#### [WHAT TO PRODUCE]
Scan the entries below and tally the lines that include "twice". Return nothing but the tally.

——————————

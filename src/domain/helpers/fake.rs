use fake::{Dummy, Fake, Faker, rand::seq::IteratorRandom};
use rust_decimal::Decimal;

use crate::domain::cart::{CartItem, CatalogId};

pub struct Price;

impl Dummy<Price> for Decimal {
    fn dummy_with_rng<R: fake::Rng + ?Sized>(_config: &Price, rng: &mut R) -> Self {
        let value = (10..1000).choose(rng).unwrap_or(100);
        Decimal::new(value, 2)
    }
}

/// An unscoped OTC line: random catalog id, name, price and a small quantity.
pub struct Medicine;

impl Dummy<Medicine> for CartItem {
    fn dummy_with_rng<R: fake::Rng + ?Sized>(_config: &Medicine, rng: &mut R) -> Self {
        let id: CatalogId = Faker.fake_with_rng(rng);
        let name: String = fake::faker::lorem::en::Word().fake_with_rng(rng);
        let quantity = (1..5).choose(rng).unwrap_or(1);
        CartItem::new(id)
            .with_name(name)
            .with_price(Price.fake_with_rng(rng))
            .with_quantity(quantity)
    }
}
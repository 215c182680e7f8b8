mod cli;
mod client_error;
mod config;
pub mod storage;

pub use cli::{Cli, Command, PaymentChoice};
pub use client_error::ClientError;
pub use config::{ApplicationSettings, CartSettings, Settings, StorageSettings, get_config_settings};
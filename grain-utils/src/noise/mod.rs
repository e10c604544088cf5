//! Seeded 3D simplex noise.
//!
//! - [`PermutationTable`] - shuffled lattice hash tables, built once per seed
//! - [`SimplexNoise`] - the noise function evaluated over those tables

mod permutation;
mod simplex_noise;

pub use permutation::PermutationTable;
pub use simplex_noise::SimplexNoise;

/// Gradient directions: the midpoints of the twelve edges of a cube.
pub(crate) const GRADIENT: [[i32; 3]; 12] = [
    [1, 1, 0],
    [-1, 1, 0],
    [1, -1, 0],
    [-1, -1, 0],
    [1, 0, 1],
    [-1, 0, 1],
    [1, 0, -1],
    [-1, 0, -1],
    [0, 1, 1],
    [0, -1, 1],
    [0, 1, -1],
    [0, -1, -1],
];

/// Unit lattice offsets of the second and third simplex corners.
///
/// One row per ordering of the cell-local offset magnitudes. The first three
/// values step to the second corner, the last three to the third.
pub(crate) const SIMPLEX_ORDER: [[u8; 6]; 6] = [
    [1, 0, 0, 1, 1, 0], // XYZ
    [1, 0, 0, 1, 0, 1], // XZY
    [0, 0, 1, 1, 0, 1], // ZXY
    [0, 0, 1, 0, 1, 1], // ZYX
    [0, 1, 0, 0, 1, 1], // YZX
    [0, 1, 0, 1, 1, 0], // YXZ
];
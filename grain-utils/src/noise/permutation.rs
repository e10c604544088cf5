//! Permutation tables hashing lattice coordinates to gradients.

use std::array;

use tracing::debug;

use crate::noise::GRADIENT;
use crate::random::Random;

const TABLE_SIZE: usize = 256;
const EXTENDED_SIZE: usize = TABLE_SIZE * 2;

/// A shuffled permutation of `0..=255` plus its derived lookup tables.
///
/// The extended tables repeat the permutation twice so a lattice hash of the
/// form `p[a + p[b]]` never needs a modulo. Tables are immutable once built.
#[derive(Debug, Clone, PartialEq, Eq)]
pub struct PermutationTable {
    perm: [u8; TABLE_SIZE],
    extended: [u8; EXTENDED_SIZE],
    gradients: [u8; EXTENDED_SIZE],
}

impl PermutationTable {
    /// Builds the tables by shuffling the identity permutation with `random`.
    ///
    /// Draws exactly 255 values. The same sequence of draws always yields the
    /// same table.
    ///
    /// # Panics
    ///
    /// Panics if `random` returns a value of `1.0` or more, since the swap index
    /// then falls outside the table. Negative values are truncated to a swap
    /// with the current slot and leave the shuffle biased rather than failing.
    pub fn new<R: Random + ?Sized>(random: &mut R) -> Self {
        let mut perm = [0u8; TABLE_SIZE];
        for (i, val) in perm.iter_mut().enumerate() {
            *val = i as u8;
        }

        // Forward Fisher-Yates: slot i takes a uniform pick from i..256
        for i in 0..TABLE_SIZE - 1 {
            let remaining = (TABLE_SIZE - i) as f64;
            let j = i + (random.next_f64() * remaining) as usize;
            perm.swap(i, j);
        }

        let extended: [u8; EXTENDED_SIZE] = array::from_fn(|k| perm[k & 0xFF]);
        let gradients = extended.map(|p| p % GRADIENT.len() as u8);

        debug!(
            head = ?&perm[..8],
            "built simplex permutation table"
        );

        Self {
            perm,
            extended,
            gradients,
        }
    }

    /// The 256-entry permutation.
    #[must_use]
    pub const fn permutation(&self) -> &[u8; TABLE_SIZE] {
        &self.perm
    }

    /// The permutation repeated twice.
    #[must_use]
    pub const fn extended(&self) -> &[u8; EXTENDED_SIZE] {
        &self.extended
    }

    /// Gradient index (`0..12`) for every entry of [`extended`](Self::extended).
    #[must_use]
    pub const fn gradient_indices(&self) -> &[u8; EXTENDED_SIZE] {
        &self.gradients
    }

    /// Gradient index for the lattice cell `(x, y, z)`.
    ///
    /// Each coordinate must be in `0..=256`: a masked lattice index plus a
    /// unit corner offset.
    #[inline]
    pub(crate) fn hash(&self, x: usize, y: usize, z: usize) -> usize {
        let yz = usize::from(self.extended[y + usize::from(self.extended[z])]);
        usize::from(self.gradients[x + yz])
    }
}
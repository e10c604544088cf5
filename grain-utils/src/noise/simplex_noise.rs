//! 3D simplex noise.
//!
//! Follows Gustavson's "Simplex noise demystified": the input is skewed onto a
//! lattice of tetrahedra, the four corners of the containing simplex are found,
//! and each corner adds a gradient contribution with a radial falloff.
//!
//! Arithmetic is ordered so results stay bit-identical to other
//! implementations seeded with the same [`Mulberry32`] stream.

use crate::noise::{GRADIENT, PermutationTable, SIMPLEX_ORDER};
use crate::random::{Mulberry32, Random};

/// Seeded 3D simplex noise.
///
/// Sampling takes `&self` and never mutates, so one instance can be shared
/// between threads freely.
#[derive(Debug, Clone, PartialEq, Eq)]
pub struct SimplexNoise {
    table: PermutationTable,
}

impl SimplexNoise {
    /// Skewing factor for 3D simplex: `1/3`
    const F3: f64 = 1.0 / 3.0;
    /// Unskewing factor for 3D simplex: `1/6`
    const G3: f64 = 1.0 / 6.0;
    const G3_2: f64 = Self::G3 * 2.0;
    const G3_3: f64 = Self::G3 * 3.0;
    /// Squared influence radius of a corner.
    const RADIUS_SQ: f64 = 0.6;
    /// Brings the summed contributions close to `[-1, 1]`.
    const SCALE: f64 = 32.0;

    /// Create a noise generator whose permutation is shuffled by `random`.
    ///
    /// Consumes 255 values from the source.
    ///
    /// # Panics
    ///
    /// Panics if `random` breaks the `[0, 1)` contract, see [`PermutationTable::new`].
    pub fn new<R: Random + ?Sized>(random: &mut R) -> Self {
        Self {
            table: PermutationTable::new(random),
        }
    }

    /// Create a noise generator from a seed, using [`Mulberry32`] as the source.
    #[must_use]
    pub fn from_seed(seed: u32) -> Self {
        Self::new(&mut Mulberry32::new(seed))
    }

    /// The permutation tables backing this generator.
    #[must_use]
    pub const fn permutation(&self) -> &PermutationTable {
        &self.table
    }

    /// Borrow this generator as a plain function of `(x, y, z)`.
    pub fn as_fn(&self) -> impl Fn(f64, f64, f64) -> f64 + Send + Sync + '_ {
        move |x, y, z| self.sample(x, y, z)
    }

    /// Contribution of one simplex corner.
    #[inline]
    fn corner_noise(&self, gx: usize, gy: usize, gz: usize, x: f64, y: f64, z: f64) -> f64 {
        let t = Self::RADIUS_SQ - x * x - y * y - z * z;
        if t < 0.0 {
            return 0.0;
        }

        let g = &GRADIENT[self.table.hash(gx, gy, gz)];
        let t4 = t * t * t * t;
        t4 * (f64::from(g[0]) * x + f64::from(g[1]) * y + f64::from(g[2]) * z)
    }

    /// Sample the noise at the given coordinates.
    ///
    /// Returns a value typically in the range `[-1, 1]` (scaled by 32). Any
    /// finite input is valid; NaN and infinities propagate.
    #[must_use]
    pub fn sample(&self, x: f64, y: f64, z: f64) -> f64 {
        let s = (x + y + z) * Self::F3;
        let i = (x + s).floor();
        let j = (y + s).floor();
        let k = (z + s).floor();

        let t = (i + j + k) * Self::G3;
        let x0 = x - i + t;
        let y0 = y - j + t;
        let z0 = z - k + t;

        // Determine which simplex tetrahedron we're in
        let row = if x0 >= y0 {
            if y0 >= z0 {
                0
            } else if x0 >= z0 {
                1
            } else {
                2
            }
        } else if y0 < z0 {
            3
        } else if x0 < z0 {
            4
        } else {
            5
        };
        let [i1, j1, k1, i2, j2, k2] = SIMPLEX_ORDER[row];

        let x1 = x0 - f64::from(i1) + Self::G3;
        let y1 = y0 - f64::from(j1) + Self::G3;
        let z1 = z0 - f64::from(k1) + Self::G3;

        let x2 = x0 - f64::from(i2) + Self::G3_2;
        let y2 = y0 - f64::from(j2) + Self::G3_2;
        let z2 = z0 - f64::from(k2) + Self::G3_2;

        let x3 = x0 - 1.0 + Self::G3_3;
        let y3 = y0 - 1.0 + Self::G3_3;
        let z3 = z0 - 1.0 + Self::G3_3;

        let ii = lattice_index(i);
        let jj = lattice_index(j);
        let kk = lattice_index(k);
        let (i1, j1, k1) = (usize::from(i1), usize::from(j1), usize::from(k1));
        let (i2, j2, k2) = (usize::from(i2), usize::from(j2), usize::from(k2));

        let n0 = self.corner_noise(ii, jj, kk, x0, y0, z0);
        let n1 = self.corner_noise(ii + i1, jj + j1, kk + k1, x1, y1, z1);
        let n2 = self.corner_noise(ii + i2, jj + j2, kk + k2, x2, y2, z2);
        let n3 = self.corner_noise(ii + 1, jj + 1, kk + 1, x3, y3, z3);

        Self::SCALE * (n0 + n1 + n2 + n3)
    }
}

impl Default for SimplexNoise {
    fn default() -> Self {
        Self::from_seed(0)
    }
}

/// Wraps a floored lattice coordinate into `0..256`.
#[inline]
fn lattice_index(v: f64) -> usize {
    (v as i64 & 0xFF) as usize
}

——————————

#### [WRITTEN RESPONSE]
2